• WORK TO COMPLETE
Each line of the data has to be retyped exactly as it is.

• SUPPLIED MATERIAL
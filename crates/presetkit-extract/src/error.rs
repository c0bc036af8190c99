//! Extraction errors.

use presetkit_core::SchemaError;

/// Errors from schema extraction.
///
/// Every variant names the identifier or source line it refers to so a batch
/// run can report the failure without re-reading the file.
#[derive(Debug, thiserror::Error)]
pub enum ExtractError {
    /// No `enum` block was found in the expected namespace.
    #[error("parameter enum '{namespace}::{enum_name}' not found")]
    SchemaNotFound {
        /// Namespace searched (empty when searching the whole file).
        namespace: String,
        /// Enum name searched for.
        enum_name: String,
    },

    /// The license header does not name the plugin.
    #[error("plugin name not found (expected 'This file is part of <Name>.')")]
    PluginNameNotFound,

    /// An enum entry is not of the form `name` or `name = expr`.
    #[error("malformed enum entry '{entry}'")]
    MalformedEnumEntry {
        /// Entry text.
        entry: String,
    },

    /// An enum override refers to a name that is neither a prior enum entry
    /// nor a known constant.
    #[error("enum entry '{entry}': cannot resolve '{term}' in '{expr}'")]
    UnresolvedConstant {
        /// Enum entry being assigned.
        entry: String,
        /// Offending term.
        term: String,
        /// Whole override expression.
        expr: String,
    },

    /// An enum entry's index does not fit a 32-bit parameter id.
    #[error("enum entry '{entry}' has out-of-range index {value}")]
    EnumValueOutOfRange {
        /// Enum entry.
        entry: String,
        /// Evaluated index.
        value: i64,
    },

    /// A construction refers to an identifier missing from the enum.
    #[error("line {line}: construction refers to unknown parameter '{name}'")]
    UnresolvedParameterReference {
        /// Identifier expression inside the subscript.
        name: String,
        /// 1-based source line.
        line: usize,
    },

    /// Two constructions target the same enum entry.
    #[error("line {line}: parameter '{name}' constructed twice (first on line {first_line})")]
    DuplicateConstruction {
        /// Enum identifier.
        name: String,
        /// Line of the first construction.
        first_line: usize,
        /// Line of the second construction.
        line: usize,
    },

    /// A construction statement could not be parsed.
    #[error("line {line}: malformed construction for '{name}': {reason}")]
    MalformedConstruction {
        /// Subscript text.
        name: String,
        /// 1-based source line.
        line: usize,
        /// What was wrong.
        reason: String,
    },

    /// A group construction targets the last enum entry and no sentinel
    /// bounds it.
    #[error("group '{name}' has no known size (enum has no '{sentinel}' sentinel)")]
    UnboundedGroup {
        /// Group identifier.
        name: String,
        /// Sentinel that was expected.
        sentinel: String,
    },

    /// The source declares no parameters.
    #[error("no parameter constructions found for '{plugin}'")]
    EmptySchema {
        /// Plugin name.
        plugin: String,
    },

    /// The assembled schema is inconsistent.
    #[error(transparent)]
    Schema(#[from] SchemaError),
}

/// Convenience result type for extraction.
pub type Result<T> = std::result::Result<T, ExtractError>;

#[cfg(test)]
mod tests {
    use super::*;

    #[test]
    fn display_names_identifier_and_line() {
        let err = ExtractError::UnresolvedParameterReference {
            name: "gian".into(),
            line: 42,
        };
        assert_eq!(
            err.to_string(),
            "line 42: construction refers to unknown parameter 'gian'"
        );

        let err = ExtractError::UnresolvedConstant {
            entry: "d3Feed0".into(),
            term: "nDepth1".into(),
            expr: "3 * nDepth1".into(),
        };
        assert!(err.to_string().contains("'nDepth1'"));
    }

    #[test]
    fn schema_error_is_transparent() {
        let inner = SchemaError::NonSequentialId {
            plugin: "P".into(),
            expected: 1,
            found: 3,
        };
        let msg = inner.to_string();
        let err: ExtractError = inner.into();
        assert_eq!(err.to_string(), msg);
    }
}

• ANSWER TO THE EXERCISE
filename crates/presetkit-extract/src/error.rs
repository c0bc036af8190c99
//! Extraction errors.

use presetkit_core::SchemaError;

/// Errors from schema extraction.
///
/// Every variant names the identifier or source line it refers to so a batch
/// run can report the failure without re-reading the file.
#[derive(Debug, thiserror::Error)]
pub enum ExtractError {
    /// No `enum` block was found in the expected namespace.
    #[error("parameter enum '{namespace}::{enum_name}' not found")]
    SchemaNotFound {
        /// Namespace searched (empty when searching the whole file).
        namespace: String,
        /// Enum name searched for.
        enum_name: String,
    },

    /// The license header does not name the plugin.
    #[error("plugin name not found (expected 'This file is part of <Name>.')")]
    PluginNameNotFound,

    /// An enum entry is not of the form `name` or `name = expr`.
    #[error("malformed enum entry '{entry}'")]
    MalformedEnumEntry {
        /// Entry text.
        entry: String,
    },

    /// An enum override refers to a name that is neither a prior enum entry
    /// nor a known constant.
    #[error("enum entry '{entry}': cannot resolve '{term}' in '{expr}'")]
    UnresolvedConstant {
        /// Enum entry being assigned.
        entry: String,
        /// Offending term.
        term: String,
        /// Whole override expression.
        expr: String,
    },

    /// An enum entry's index does not fit a 32-bit parameter id.
    #[error("enum entry '{entry}' has out-of-range index {value}")]
    EnumValueOutOfRange {
        /// Enum entry.
        entry: String,
        /// Evaluated index.
        value: i64,
    },

    /// A construction refers to an identifier missing from the enum.
    #[error("line {line}: construction refers to unknown parameter '{name}'")]
    UnresolvedParameterReference {
        /// Identifier expression inside the subscript.
        name: String,
        /// 1-based source line.
        line: usize,
    },

    /// Two constructions target the same enum entry.
    #[error("line {line}: parameter '{name}' constructed twice (first on line {first_line})")]
    DuplicateConstruction {
        /// Enum identifier.
        name: String,
        /// Line of the first construction.
        first_line: usize,
        /// Line of the second construction.
        line: usize,
    },

    /// A construction statement could not be parsed.
    #[error("line {line}: malformed construction for '{name}': {reason}")]
    MalformedConstruction {
        /// Subscript text.
        name: String,
        /// 1-based source line.
        line: usize,
        /// What was wrong.
        reason: String,
    },

    /// A group construction targets the last enum entry and no sentinel
    /// bounds it.
    #[error("group '{name}' has no known size (enum has no '{sentinel}' sentinel)")]
    UnboundedGroup {
        /// Group identifier.
        name: String,
        /// Sentinel that was expected.
        sentinel: String,
    },

    /// The source declares no parameters.
    #[error("no parameter constructions found for '{plugin}'")]
    EmptySchema {
        /// Plugin name.
        plugin: String,
    },

    /// The assembled schema is inconsistent.
    #[error(transparent)]
    Schema(#[from] SchemaError),
}

/// Convenience result type for extraction.
pub type Result<T> = std::result::Result<T, ExtractError>;

#[cfg(test)]
mod tests {
    use super::*;

    #[test]
    fn display_names_identifier_and_line() {
        let err = ExtractError::UnresolvedParameterReference {
            name: "gian".into(),
            line: 42,
        };
        assert_eq!(
            err.to_string(),
            "line 42: construction refers to unknown parameter 'gian'"
        );

        let err = ExtractError::UnresolvedConstant {
            entry: "d3Feed0".into(),
            term: "nDepth1".into(),
            expr: "3 * nDepth1".into(),
        };
        assert!(err.to_string().contains("'nDepth1'"));
    }

    #[test]
    fn schema_error_is_transparent() {
        let inner = SchemaError::NonSequentialId {
            plugin: "P".into(),
            expected: 1,
            found: 3,
        };
        let msg = inner.to_string();
        let err: ExtractError = inner.into();
        assert_eq!(err.to_string(), msg);
    }
}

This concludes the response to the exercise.